[Exercise aim]: Pick out the lines below that include the string "SheetDifferentiator".
(Data shown Opens)
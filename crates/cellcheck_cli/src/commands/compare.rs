use anyhow::{Context, Result};
use cellcheck_core::ComparisonSummary;
use cellcheck_parser::{CompareConfig, parse_file};
use cellcheck_validator::{MemoryTable, SheetDifferentiator};
use std::path::Path;
use tracing::info;

use crate::output;

pub fn execute(
    measured_path: &str,
    reference_path: &str,
    config_path: Option<&str>,
    sheet: Option<&str>,
    no_header: bool,
    format: &str,
    output_path: Option<&str>,
) -> Result<()> {
    info!("Comparing {} against {}", measured_path, reference_path);

    let mut config = match config_path {
        Some(path) => parse_file(Path::new(path))
            .with_context(|| format!("Failed to parse configuration file: {}", path))?,
        None => CompareConfig::default(),
    };
    if no_header {
        config.has_header = false;
    }

    let store = config
        .build_store()
        .context("Invalid comparison configuration")?;
    let registry = match sheet {
        Some(name) => {
            info!("Using column rules of sheet: {}", name);
            store.get(name)
        }
        None => store.default_registry(),
    };

    let measured = load_table(measured_path)?;
    let mut reference = load_table(reference_path)?;

    let differ = SheetDifferentiator::new(registry, config.diff_options());
    let mut summary = ComparisonSummary::new();

    #[cfg(feature = "parallel")]
    let outcome = differ.differentiate_parallel(&measured, &mut reference, &mut summary);
    #[cfg(not(feature = "parallel"))]
    let outcome = differ.differentiate(&measured, &mut reference, &mut summary);

    output::print_comparison_report(&summary, &outcome, format);

    if let Some(path) = output_path {
        let content = output::highlighted_table_json(&reference)?;
        std::fs::write(path, content)
            .with_context(|| format!("Failed to write highlighted table: {}", path))?;
        if format != "json" {
            output::print_success(&format!("Highlighted reference written to {}", path));
        }
    }

    if !summary.passed() {
        std::process::exit(1);
    }

    Ok(())
}

/// Reads a table stored as a JSON array of rows.
fn load_table(path: &str) -> Result<MemoryTable> {
    let content = std::fs::read_to_string(path)
        .with_context(|| format!("Failed to read table file: {}", path))?;
    let table = serde_json::from_str(&content)
        .with_context(|| format!("Failed to parse table file: {}", path))?;
    Ok(table)
}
(Data shown Closes)
[Task solution]:
use cellcheck_validator::{MemoryTable, SheetDifferentiator};
    let differ = SheetDifferentiator::new(registry, config.diff_options());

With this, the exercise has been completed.